**WORK INSTRUCTION**
Reprint the whole of the data exactly.

BEGIN

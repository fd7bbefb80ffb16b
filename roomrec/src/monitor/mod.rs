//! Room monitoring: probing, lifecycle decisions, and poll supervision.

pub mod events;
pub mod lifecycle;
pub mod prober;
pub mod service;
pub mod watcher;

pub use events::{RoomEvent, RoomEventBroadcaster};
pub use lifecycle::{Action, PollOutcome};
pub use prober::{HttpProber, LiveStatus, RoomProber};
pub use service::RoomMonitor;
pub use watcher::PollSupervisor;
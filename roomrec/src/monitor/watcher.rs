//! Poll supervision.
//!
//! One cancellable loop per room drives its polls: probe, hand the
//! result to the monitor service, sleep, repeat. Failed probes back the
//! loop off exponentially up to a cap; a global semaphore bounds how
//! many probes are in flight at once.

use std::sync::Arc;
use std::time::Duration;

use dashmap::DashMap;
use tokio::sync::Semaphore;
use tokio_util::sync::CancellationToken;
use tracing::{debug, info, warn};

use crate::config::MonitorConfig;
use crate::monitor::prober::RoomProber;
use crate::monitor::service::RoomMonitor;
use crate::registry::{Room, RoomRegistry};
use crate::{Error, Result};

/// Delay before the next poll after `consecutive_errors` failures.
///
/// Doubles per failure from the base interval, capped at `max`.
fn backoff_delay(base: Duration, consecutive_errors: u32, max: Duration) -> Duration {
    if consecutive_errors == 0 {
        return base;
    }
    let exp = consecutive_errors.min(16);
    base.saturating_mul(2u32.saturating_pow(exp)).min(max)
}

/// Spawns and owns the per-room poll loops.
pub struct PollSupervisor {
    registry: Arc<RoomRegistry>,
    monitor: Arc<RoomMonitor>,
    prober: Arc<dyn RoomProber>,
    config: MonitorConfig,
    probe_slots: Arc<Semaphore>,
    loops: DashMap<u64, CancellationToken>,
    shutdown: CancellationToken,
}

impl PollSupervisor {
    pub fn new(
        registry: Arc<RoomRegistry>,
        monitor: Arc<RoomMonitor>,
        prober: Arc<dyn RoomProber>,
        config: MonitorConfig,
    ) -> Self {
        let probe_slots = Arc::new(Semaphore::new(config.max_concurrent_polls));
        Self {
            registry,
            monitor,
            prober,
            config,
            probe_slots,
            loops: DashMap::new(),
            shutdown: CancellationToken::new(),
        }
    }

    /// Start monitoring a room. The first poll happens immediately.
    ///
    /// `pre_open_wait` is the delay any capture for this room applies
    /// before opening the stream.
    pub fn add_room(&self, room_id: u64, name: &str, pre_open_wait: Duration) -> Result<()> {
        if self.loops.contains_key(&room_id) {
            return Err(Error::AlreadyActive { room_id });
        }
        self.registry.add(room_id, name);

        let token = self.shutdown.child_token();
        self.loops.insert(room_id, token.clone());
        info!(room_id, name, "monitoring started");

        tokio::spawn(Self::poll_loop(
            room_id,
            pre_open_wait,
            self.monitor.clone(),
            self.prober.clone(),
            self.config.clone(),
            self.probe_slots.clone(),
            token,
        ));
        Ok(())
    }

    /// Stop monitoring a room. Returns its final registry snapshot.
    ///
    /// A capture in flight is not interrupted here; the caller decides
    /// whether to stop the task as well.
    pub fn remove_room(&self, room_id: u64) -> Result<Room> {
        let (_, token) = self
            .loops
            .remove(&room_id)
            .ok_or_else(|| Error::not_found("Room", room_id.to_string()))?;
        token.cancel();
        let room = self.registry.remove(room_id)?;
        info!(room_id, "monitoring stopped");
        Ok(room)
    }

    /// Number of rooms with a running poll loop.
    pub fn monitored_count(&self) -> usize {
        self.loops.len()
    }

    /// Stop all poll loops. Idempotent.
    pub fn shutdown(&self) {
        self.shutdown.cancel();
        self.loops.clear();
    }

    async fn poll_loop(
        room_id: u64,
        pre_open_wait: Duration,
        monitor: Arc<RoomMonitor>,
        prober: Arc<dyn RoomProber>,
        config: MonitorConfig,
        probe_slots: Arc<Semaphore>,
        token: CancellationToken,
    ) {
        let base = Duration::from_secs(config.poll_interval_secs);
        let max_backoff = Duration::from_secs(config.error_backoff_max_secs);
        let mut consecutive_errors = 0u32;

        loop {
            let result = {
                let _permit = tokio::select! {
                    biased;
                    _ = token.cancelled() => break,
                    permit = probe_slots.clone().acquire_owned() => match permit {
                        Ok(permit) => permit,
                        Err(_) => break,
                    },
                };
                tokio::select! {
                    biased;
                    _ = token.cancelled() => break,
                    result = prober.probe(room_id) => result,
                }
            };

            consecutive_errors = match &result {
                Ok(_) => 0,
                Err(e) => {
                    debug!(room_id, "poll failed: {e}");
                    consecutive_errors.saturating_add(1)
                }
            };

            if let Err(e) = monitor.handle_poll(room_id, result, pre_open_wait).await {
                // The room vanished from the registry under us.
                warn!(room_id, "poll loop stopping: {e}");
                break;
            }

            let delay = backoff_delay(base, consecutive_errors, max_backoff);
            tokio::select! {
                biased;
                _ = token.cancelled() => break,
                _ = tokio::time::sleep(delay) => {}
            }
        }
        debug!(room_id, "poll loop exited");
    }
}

END

**FINISHED EXERCISE**
repository fd7bbefb80ffb16b
filename roomrec/src/monitor/mod.rs
//! Room monitoring: probing, lifecycle decisions, and poll supervision.

pub mod events;
pub mod lifecycle;
pub mod prober;
pub mod service;
pub mod watcher;

pub use events::{RoomEvent, RoomEventBroadcaster};
pub use lifecycle::{Action, PollOutcome};
pub use prober::{HttpProber, LiveStatus, RoomProber};
pub use service::RoomMonitor;
pub use watcher::PollSupervisor;
filename roomrec/src/monitor/watcher.rs
//! Poll supervision.
//!
//! One cancellable loop per room drives its polls: probe, hand the
//! result to the monitor service, sleep, repeat. Failed probes back the
//! loop off exponentially up to a cap; a global semaphore bounds how
//! many probes are in flight at once.

use std::sync::Arc;
use std::time::Duration;

use dashmap::DashMap;
use tokio::sync::Semaphore;
use tokio_util::sync::CancellationToken;
use tracing::{debug, info, warn};

use crate::config::MonitorConfig;
use crate::monitor::prober::RoomProber;
use crate::monitor::service::RoomMonitor;
use crate::registry::{Room, RoomRegistry};
use crate::{Error, Result};

/// Delay before the next poll after `consecutive_errors` failures.
///
/// Doubles per failure from the base interval, capped at `max`.
fn backoff_delay(base: Duration, consecutive_errors: u32, max: Duration) -> Duration {
    if consecutive_errors == 0 {
        return base;
    }
    let exp = consecutive_errors.min(16);
    base.saturating_mul(2u32.saturating_pow(exp)).min(max)
}

/// Spawns and owns the per-room poll loops.
pub struct PollSupervisor {
    registry: Arc<RoomRegistry>,
    monitor: Arc<RoomMonitor>,
    prober: Arc<dyn RoomProber>,
    config: MonitorConfig,
    probe_slots: Arc<Semaphore>,
    loops: DashMap<u64, CancellationToken>,
    shutdown: CancellationToken,
}

impl PollSupervisor {
    pub fn new(
        registry: Arc<RoomRegistry>,
        monitor: Arc<RoomMonitor>,
        prober: Arc<dyn RoomProber>,
        config: MonitorConfig,
    ) -> Self {
        let probe_slots = Arc::new(Semaphore::new(config.max_concurrent_polls));
        Self {
            registry,
            monitor,
            prober,
            config,
            probe_slots,
            loops: DashMap::new(),
            shutdown: CancellationToken::new(),
        }
    }

    /// Start monitoring a room. The first poll happens immediately.
    ///
    /// `pre_open_wait` is the delay any capture for this room applies
    /// before opening the stream.
    pub fn add_room(&self, room_id: u64, name: &str, pre_open_wait: Duration) -> Result<()> {
        if self.loops.contains_key(&room_id) {
            return Err(Error::AlreadyActive { room_id });
        }
        self.registry.add(room_id, name);

        let token = self.shutdown.child_token();
        self.loops.insert(room_id, token.clone());
        info!(room_id, name, "monitoring started");

        tokio::spawn(Self::poll_loop(
            room_id,
            pre_open_wait,
            self.monitor.clone(),
            self.prober.clone(),
            self.config.clone(),
            self.probe_slots.clone(),
            token,
        ));
        Ok(())
    }

    /// Stop monitoring a room. Returns its final registry snapshot.
    ///
    /// A capture in flight is not interrupted here; the caller decides
    /// whether to stop the task as well.
    pub fn remove_room(&self, room_id: u64) -> Result<Room> {
        let (_, token) = self
            .loops
            .remove(&room_id)
            .ok_or_else(|| Error::not_found("Room", room_id.to_string()))?;
        token.cancel();
        let room = self.registry.remove(room_id)?;
        info!(room_id, "monitoring stopped");
        Ok(room)
    }

    /// Number of rooms with a running poll loop.
    pub fn monitored_count(&self) -> usize {
        self.loops.len()
    }

    /// Stop all poll loops. Idempotent.
    pub fn shutdown(&self) {
        self.shutdown.cancel();
        self.loops.clear();
    }

    async fn poll_loop(
        room_id: u64,
        pre_open_wait: Duration,
        monitor: Arc<RoomMonitor>,
        prober: Arc<dyn RoomProber>,
        config: MonitorConfig,
        probe_slots: Arc<Semaphore>,
        token: CancellationToken,
    ) {
        let base = Duration::from_secs(config.poll_interval_secs);
        let max_backoff = Duration::from_secs(config.error_backoff_max_secs);
        let mut consecutive_errors = 0u32;

        loop {
            let result = {
                let _permit = tokio::select! {
                    biased;
                    _ = token.cancelled() => break,
                    permit = probe_slots.clone().acquire_owned() => match permit {
                        Ok(permit) => permit,
                        Err(_) => break,
                    },
                };
                tokio::select! {
                    biased;
                    _ = token.cancelled() => break,
                    result = prober.probe(room_id) => result,
                }
            };

            consecutive_errors = match &result {
                Ok(_) => 0,
                Err(e) => {
                    debug!(room_id, "poll failed: {e}");
                    consecutive_errors.saturating_add(1)
                }
            };

            if let Err(e) = monitor.handle_poll(room_id, result, pre_open_wait).await {
                // The room vanished from the registry under us.
                warn!(room_id, "poll loop stopping: {e}");
                break;
            }

            let delay = backoff_delay(base, consecutive_errors, max_backoff);
            tokio::select! {
                biased;
                _ = token.cancelled() => break,
                _ = tokio::time::sleep(delay) => {}
            }
        }
        debug!(room_id, "poll loop exited");
    }
}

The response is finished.